From software, other than configuring the network, does it matter what the name of the interface is?
No
Regarding interface name changes (i.e. ens1), this is customer visible
Yes, if the customer runs "ip a" or looks at /etc/sysconfig/network. I would not necessarily call this customer visible.
would a "quick reboot" suffice
Yes, a kexec will re-enumerate all the devices.
How can we predictably tie the O/S interfaces to the network fabric interfaces if not using some common piece of information (i.e. mac address)?
That's the problem predictable network interfaces solves, as implied by your question using "predictably". The interface on a given bus in a given slot always has the same name no matter in which order the interface is detected. Based on your explanation of UCS that would apply. UCS should apply the same configuration to a new blade, i.e. the same network interface with the same MAC shows up in the same position (bus and slot) on a new blade.

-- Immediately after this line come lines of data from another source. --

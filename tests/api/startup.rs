use newsletter_signup::configuration::get_configuration;
use newsletter_signup::startup::Application;

async fn build_with_success_path(success_redirect_path: &str) -> anyhow::Result<Application> {
    let mut configuration = get_configuration().expect("Failed to read configuration.");
    configuration.application.port = 0;
    configuration.form.success_redirect_path = success_redirect_path.into();
    Application::build(configuration).await
}

#[tokio::test]
async fn build_rejects_a_relative_success_path() {
    let outcome = build_with_success_path("thanks/").await;
    assert!(outcome.is_err());
}

#[tokio::test]
async fn build_rejects_a_success_path_that_clashes_with_a_route() {
    for path in ["/subscribe", "/subscribe/", "/health_check"] {
        let outcome = build_with_success_path(path).await;
        assert!(outcome.is_err(), "{path} was accepted as the success path");
    }
}

#[tokio::test]
async fn build_accepts_a_success_path_without_a_trailing_slash() {
    let outcome = build_with_success_path("/welcome").await;
    assert!(outcome.is_ok());
}
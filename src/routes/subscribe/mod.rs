mod get;
mod post;

pub use get::subscribe_form;
pub use post::subscribe;

pub const SUBSCRIBE_PATH: &str = "/subscribe";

The "MAC address" while common knowledge is not anything the kernel uses. The kernel couldn't care less what the MAC address of a device is when an interface is first detected as present.
If we do not use predictable names and we add the MAC address to the YAML then we will end up in the following situation.
That the removal of /etc/udev/rules.d/70-persistent-net.rules file works is luck nothing else. The code that writes this file runs on every reboot and for every rule that is not in /etc/udev/rules.d/70-persistent-net.rules a new rule will be generated, i.e. the file gets re-created on every boot if it does not exist. The generation code also runs when a new network interface is added.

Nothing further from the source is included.